Each of the bodies of work in the exhibition participates in a dialogue set up by the artist in their installation. There are a series of polarities that emerge on consideration of the works. “Sweep” is a large installation set up in the middle of the gallery space that operates as a vortex and also a conversational focus in the space. This sculpture is suspended steel rod and contains a mass of loops and haphazard shapes that evolve into longer sweeping strands. The piece evokes thoughts of movement, line in space, scale and three dimensionality. “Sweep” works as a strong contrast to the “Love Rug” series which includes the lush metal plate described above and printed rugs on vibrant pink grounds. These rugs are flat metal, textured surface confidently, overwhelmingly flat.
In the series “Script”, body interiors are transformed into fragments of text. There is a strong contrast operating between “Script” and the “Make Words” series. In “Script” the language flows, suggesting feeling, and an interiority. One senses an internal space being gently revealed. These flat metal sculptures are pierced with flowing lines that can be read as text or appreciated simply as line. The arabesque of the lines connects to the arabesque of the steel rods in “Sweep”. The piercing connects the back to the front disrupting the integrity of the surface, to suggest layers of meaning and interpretation. There is an austerity in the metal pieces: cold, grey, black and tonal that works in strong contrast to the hot pinks of “Love Rug” and the playful palette of the folded paper works “Make Words”.

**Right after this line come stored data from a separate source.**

//! Tests for application manifest loading and parsing.

use std::io::Write;

use tempfile::NamedTempFile;

use llmhub::{load_manifest, parse_manifest, LlmError};

// ============================================================================
// TOML Parsing Tests
// ============================================================================

#[test]
fn test_parse_full_manifest() {
    let toml = r#"
ignored_route_files = ["**/.*"]
server_module_format = "esm"
server_build_path = "build/index.js"
server_entry = "./server.ts"
app_directory = "app"
server_dependencies_to_bundle = [
    "@huggingface/.*",
    "tensorblock/Smaug-Llama-3-70B-Instruct-32K-GGUF",
]

[future]
v2_error_boundary = true
v2_meta = true
v2_normalize_form_method = true
v2_headers = true

[dev]
port = 5173
"#;

    let manifest = parse_manifest(toml).unwrap();
    assert_eq!(manifest.ignored_route_files, vec!["**/.*".to_string()]);
    assert_eq!(manifest.server_module_format, "esm");
    assert_eq!(manifest.server_build_path, "build/index.js");
    assert_eq!(manifest.server_entry, "./server.ts");
    assert_eq!(manifest.app_directory, "app");
    assert_eq!(manifest.dev.port, 5173);
    assert_eq!(manifest.future.len(), 4);
    assert_eq!(manifest.future.get("v2_error_boundary"), Some(&true));
    assert_eq!(manifest.server_dependencies_to_bundle.len(), 2);
}

#[test]
fn test_parse_partial_manifest_fills_defaults() {
    let toml = r#"
server_module_format = "cjs"

[dev]
port = 3000
"#;

    let manifest = parse_manifest(toml).unwrap();
    assert_eq!(manifest.server_module_format, "cjs");
    assert_eq!(manifest.dev.port, 3000);
    assert_eq!(manifest.ignored_route_files, vec!["**/.*".to_string()]);
    assert_eq!(manifest.server_build_path, "build/index.js");
    assert_eq!(manifest.app_directory, "app");
    assert!(manifest.future.is_empty());
}

// ============================================================================
// Validation Tests
// ============================================================================

#[test]
fn test_unknown_module_format_is_rejected() {
    let result = parse_manifest(r#"server_module_format = "amd""#);
    assert!(matches!(result, Err(LlmError::ConfigError(_))));
    assert!(result
        .unwrap_err()
        .to_string()
        .contains("Unknown server module format"));
}

#[test]
fn test_zero_dev_port_is_rejected() {
    let toml = r#"
[dev]
port = 0
"#;
    let result = parse_manifest(toml);
    assert!(matches!(result, Err(LlmError::ConfigError(_))));
}

#[test]
fn test_invalid_bundle_pattern_is_rejected() {
    let result = parse_manifest(r#"server_dependencies_to_bundle = ["[unclosed"]"#);
    assert!(matches!(result, Err(LlmError::ConfigError(_))));
    assert!(result
        .unwrap_err()
        .to_string()
        .contains("Invalid bundle pattern"));
}

// ============================================================================
// Bundle Pattern Tests
// ============================================================================

#[test]
fn test_is_bundled_matches_literal_names() {
    let manifest = parse_manifest(
        r#"server_dependencies_to_bundle = ["tensorblock/Smaug-Llama-3-70B-Instruct-32K-GGUF"]"#,
    )
    .unwrap();

    assert!(manifest.is_bundled("tensorblock/Smaug-Llama-3-70B-Instruct-32K-GGUF"));
    assert!(!manifest.is_bundled("tensorblock/other-model"));
}

#[test]
fn test_is_bundled_matches_regex_patterns() {
    let manifest =
        parse_manifest(r#"server_dependencies_to_bundle = ["@huggingface/.*"]"#).unwrap();

    assert!(manifest.is_bundled("@huggingface/inference"));
    assert!(manifest.is_bundled("@huggingface/hub"));
    assert!(!manifest.is_bundled("@other/inference"));
}

#[test]
fn test_is_bundled_patterns_are_anchored() {
    let manifest = parse_manifest(r#"server_dependencies_to_bundle = ["react"]"#).unwrap();

    assert!(manifest.is_bundled("react"));
    assert!(!manifest.is_bundled("react-dom"));
    assert!(!manifest.is_bundled("preact"));
}

#[test]
fn test_is_bundled_with_empty_list() {
    let manifest = parse_manifest("").unwrap();
    assert!(!manifest.is_bundled("anything"));
}

// ============================================================================
// File Loading Tests
// ============================================================================

#[test]
fn test_load_manifest_from_file() {
    let mut file = NamedTempFile::new().unwrap();
    write!(
        file,
        r#"
server_build_path = "dist/server.js"

[dev]
port = 8080
"#
    )
    .unwrap();

    let manifest = load_manifest(file.path()).unwrap();
    assert_eq!(manifest.server_build_path, "dist/server.js");
    assert_eq!(manifest.dev.port, 8080);
}

#[test]
fn test_load_manifest_missing_file() {
    let result = load_manifest("/nonexistent/app.toml");
    assert!(matches!(result, Err(LlmError::ConfigError(_))));
    assert!(result
        .unwrap_err()
        .to_string()
        .contains("Failed to read manifest file"));
}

“Make Words” and “Word” have a strong geometric structure derived from the folded paper forms that created the shapes in soft ground. These structures morph into words in a diagrammatic way. The texture subtly suggests concealment, wrapping and surface, another interesting conversation can occur between the cursive “Script” and the structured “Words”.
The works in this exhibition reveal Pia’s ongoing fascination with the multiple discourses generated in consideration of the body. The visual and conceptual dialogues that are apparent between the groups of works is a complex conversation in which ideas are not in conflict but add to a richer, layered understanding of the way we inhabit and understand our bodies. The interference or insertion of scientific knowledge on our perception of self through our bodies is an idea that is embedded in these suites of objects and prints.
The works reveal an ongoing frisson that operates between curiosity and repulsion in our fascination with the interior body. There is a pleasurable play between fact and invention, the rational and irrational in Pia’s strong visual exploration of her themes.